Room by Emma Donoghue

Title: Room
Author: Emma Donoghue
ISBN: 9780316098335
Publisher: Little Brown & Company

Quick Review: The poignant and heart-wrenching story of Jack, a five-year old boy who’s never been outside of Room, where he and Ma live. Jack and Ma’s story shine through in this tale of a mother’s love for her son, and a son’s devotion to his mother.
“Today I’m five. I was four last night going to sleep in Wardrobe, but when I wake up in Bed in the dark I’m changed to five, abracadabra.” So begins the beautifully simple narration of Emma Donoghue’s Room. Jack, our precocious narrator, is excited to be five. For Jack, all that exists is what’s in Room. The world outside, the world he sees on TV, isn’t real. The only other person is Old Nick, the old man who visits Ma at night when Ma makes Jack sleep in Wardrobe.
            As the story unfolds, readers quickly realize what Jack is too young and innocent to understand: his mother has been held prisoner in this room since before he was born. Desperate to protect Jack from the knowledge that they’re trapped and have no way to leave the locked, sound-proof room, Ma has told Jack a simple yet profound lie: the world outside does not exist. Just after his fifth birthday, Jack is shocked when Ma reveals the truth to him: much of the world he sees on TV is real. No, not Dora the Explorer, but other people, stores, and forests are all real. It’s up to Jack to enact the daring escape plot Ma forms. Faking his own death, Jack is rolled up in a carpet and taken out of Room for the first time in his life.
            Upon rescue from the room, Jack and Ma begin life in a hospital. Jack is confronted with expressions he’s never heard and concepts he’s never known. As he struggles to understand that he can now have possessions that are his own and don’t belong to Ma, he watches in confusion as Ma copes with media attention and reuniting with the family he never knew existed.
            Though told entirely through Jack’s simple, innocent narration, Room presents readers with the story of what happens after rescue. Ma struggles to readjust to a world she’s been isolated from for the better part of a decade while simultaneously dealing with a press captivated by the story and a son who wants to return to the only home he’s ever known, Room. Ma’s inner struggles, though not understood by Jack, are presented in a way that is both beautiful and tragic. How do you explain to a child the lies he’s been told his whole life? How do you explain to others the reasons for those lies?
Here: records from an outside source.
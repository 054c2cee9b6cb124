use sea_orm::{entity::prelude::*, ConnectionTrait, PaginatorTrait};
use serde::{Deserialize, Serialize};

use crate::order_table;

/// Kitchen progress of an order. `Completion` is terminal.
#[derive(Clone, Copy, Debug, PartialEq, Eq, Hash, EnumIter, DeriveActiveEnum, Serialize, Deserialize)]
#[sea_orm(rs_type = "String", db_type = "String(StringLen::N(16))")]
#[serde(rename_all = "SCREAMING_SNAKE_CASE")]
pub enum OrderStatus {
    #[sea_orm(string_value = "COOKING")]
    Cooking,
    #[sea_orm(string_value = "MEAL")]
    Meal,
    #[sea_orm(string_value = "COMPLETION")]
    Completion,
}

impl OrderStatus {
    /// Statuses that keep a table occupied.
    pub const IN_PROGRESS: [OrderStatus; 2] = [OrderStatus::Cooking, OrderStatus::Meal];

    pub fn is_completed(self) -> bool { self == OrderStatus::Completion }
}

#[derive(Clone, Debug, PartialEq, DeriveEntityModel, Serialize, Deserialize)]
#[sea_orm(table_name = "orders")]
#[serde(rename_all = "camelCase")]
pub struct Model {
    #[sea_orm(primary_key)]
    pub id: i32,
    pub order_table_id: i32,
    pub order_status: OrderStatus,
    pub ordered_time: DateTimeWithTimeZone,
}

#[derive(Copy, Clone, Debug, EnumIter)]
pub enum Relation { OrderTable }

impl RelationTrait for Relation {
    fn def(&self) -> RelationDef {
        match self {
            Relation::OrderTable => Entity::belongs_to(order_table::Entity)
                .from(Column::OrderTableId)
                .to(order_table::Column::Id)
                .into(),
        }
    }
}

impl ActiveModelBehavior for ActiveModel {}

/// Whether any of the given tables still has an order that is not completed.
pub async fn exists_in_progress_for_tables<C: ConnectionTrait>(db: &C, order_table_ids: &[i32]) -> Result<bool, DbErr> {
    if order_table_ids.is_empty() {
        return Ok(false);
    }
    let count = Entity::find()
        .filter(Column::OrderTableId.is_in(order_table_ids.iter().copied()))
        .filter(Column::OrderStatus.is_in(OrderStatus::IN_PROGRESS))
        .count(db)
        .await?;
    Ok(count > 0)
}
use sea_orm::{DatabaseConnection, EntityTrait, QueryOrder};
use tracing::{info, instrument};

use models::product;
use crate::{domain::ProductCreate, errors::ServiceError};

/// Register a product. Price must be present and `>= 0`.
#[instrument(name = "product_create", skip(db, input), fields(name = %input.name))]
pub async fn create_product(db: &DatabaseConnection, input: ProductCreate) -> Result<product::Model, ServiceError> {
    let created = product::create(db, &input.name, input.price).await?;
    info!(product_id = created.id, price = %created.price, "product_created");
    Ok(created)
}

/// All products ordered by id.
pub async fn list_products(db: &DatabaseConnection) -> Result<Vec<product::Model>, ServiceError> {
    Ok(product::Entity::find().order_by_asc(product::Column::Id).all(db).await?)
}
            Readers will adore Jack and admire his and Ma’s courage. Donoghue has captured a child’s voice in a way that is disarming, and at first almost eerie. Even the simple phrasing of his questions fit perfectly with the way a child speaks and thinks. Though the plot may be dark in its premise, ultimately Room is a beautiful story of a mother and child, their love for one another, and the sacrifices a parent will make for the sake of a child.